In the April edition of Dental Update, Professor Trevor Burke urges us to be critical of what we read.
I have taken his advice to heart and read his opinion piece quite critically.
We are first assured that things written by experts will be correct, but things on the internet will not be, because people on the internet are not experts. Secondly, we are advised of the merits of the peer review process (and the scientific purity, nay, holiness of dental update. We are told that through peer review "scientific credibility should be assured".
We are then comforted to know that sometimes Trevor skips the expert peer review process in his journal, and just rejects something if he doesn't like it personally, even though in an earlier paragraph he assured us that peer review journals do not just express their own views, but only scientific ones.
Then he quotes that favourite study of all Specialist Compodontists, Saunders and Saunders 1998, Prevalence of Peri-radicular Periodontitis in crowned teeth in an adult Scottish Sub-population.
In this, by simply radiographing hundreds of patients, they discovered that 19 % of teeth that were vital when crowned, now showed signs of peri-radicular disease.From this, Trev has now stated that the risk of pulp death was estimated at 19% at five years if you crown a tooth.
Now there are a whole host of reasons why he was right to criticise an article on doing zirconia veneers. They look ugly. They are hard to bond. They also look ugly. But doing lazy citations in a piece designed to give us confidence in the peer review process is probably as good a way to undermine one's own argument as possible.
I will say, before I go any further, that Saunders and Saunders 1998 article is one of the most over-quoted and misquoted articles around.
Firstly, it is not available online. Unless you go to the library and get a paper copy, you have only read the abstract or conclusion. This means that most people who quote this article, including myself at this point (I'm sourcing a copy, but it has taken an international hunt to get my hands on it), have not actually read it. That it is quoted as something incredibly influential when in fact it is a very poorly controlled population sample that almost no one has actually read in full is quite worrisome.
Secondly, population samples do not give us causation. Drawing from the results of this article, we are then told that if you do a crown, you have a 20% chance of pulp necrosis. This is woolly headed thinking at the highest level and that it comes from someone giving us a talk about evidence based dentistry is worrisome.
Windmills rotate faster when there is more wind. Therefore windmills are the cause of wind.
Thirdly, there is not discussion in the abstract, which is all anyone reads, about the damage that had occurred to the teeth preoperatively. Many teeth that are getting crowns had preoperative cracks, caries, restorations and fractures. It is unlikely a dental hospital working under the Scottish NHS system in 98 was doing a lot of cosmetic dentistry, so most likely the teeth getting crowns were pretty damaged to start with.

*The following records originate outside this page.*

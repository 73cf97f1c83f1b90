use crate::state::AppState;
use axum::Router;

mod dto;
pub mod handlers;
pub mod repo;
pub mod services;

pub use services::AuthUser;

pub fn router() -> Router<AppState> {
    Router::new()
        .merge(handlers::auth_routes())
        .merge(handlers::me_routes())
}
use std::sync::Arc;

use anyhow::Context;
use tracing::{info, instrument, warn};
use uuid::Uuid;

use super::view::HistoryView;
use crate::{error::AppError, scans::store::ScanStore};

/// A user's history: the store-backed source list plus its derived view.
///
/// Deletes are confirmed by the store before anything changes locally; the list
/// is then reloaded in full.
pub struct HistoryEngine {
    store: Arc<dyn ScanStore>,
    user_id: Uuid,
    view: HistoryView,
}

impl HistoryEngine {
    pub fn new(store: Arc<dyn ScanStore>, user_id: Uuid, page_size: usize) -> Self {
        Self {
            store,
            user_id,
            view: HistoryView::new(page_size),
        }
    }

    pub fn view(&self) -> &HistoryView {
        &self.view
    }

    pub fn view_mut(&mut self) -> &mut HistoryView {
        &mut self.view
    }

    /// Fetches every scan owned by the user, newest first.
    #[instrument(skip(self), fields(user_id = %self.user_id))]
    pub async fn load(&mut self) -> Result<(), AppError> {
        let scans = self
            .store
            .list_by_user(self.user_id)
            .await
            .context("load scan history")?;
        self.view.set_scans(scans);
        Ok(())
    }

    /// Owner-scoped delete followed by a reload. A scan the user does not own is
    /// `NotFound`; on any failure the current list is left as it was.
    #[instrument(skip(self), fields(user_id = %self.user_id))]
    pub async fn delete(&mut self, scan_id: Uuid) -> Result<(), AppError> {
        let removed = self
            .store
            .delete(self.user_id, scan_id)
            .await
            .context("delete scan")?;
        if !removed {
            warn!(%scan_id, "delete matched no owned scan");
            return Err(AppError::NotFound("Scan"));
        }
        info!(%scan_id, "scan deleted");
        self.load().await
    }
}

Fourthly, their definition of failure was widening of the PDL. This can also occur because of occlusal issues, and in any case, widening of apical PDL on a radiograph is only diagnostic of a radiographic lucency. It is not diagnostic of peri-radicular periodontitis as advertised in the title. To be sure of this you would need to have further information of the teeth.
Of course, if the teeth have been retained pain free in function for many years, and then you take a radiograph and discover it's failed, then following on from our woolly headed correlational fallacy exposed earlier, clearly radiographs cause endodontic failure...:))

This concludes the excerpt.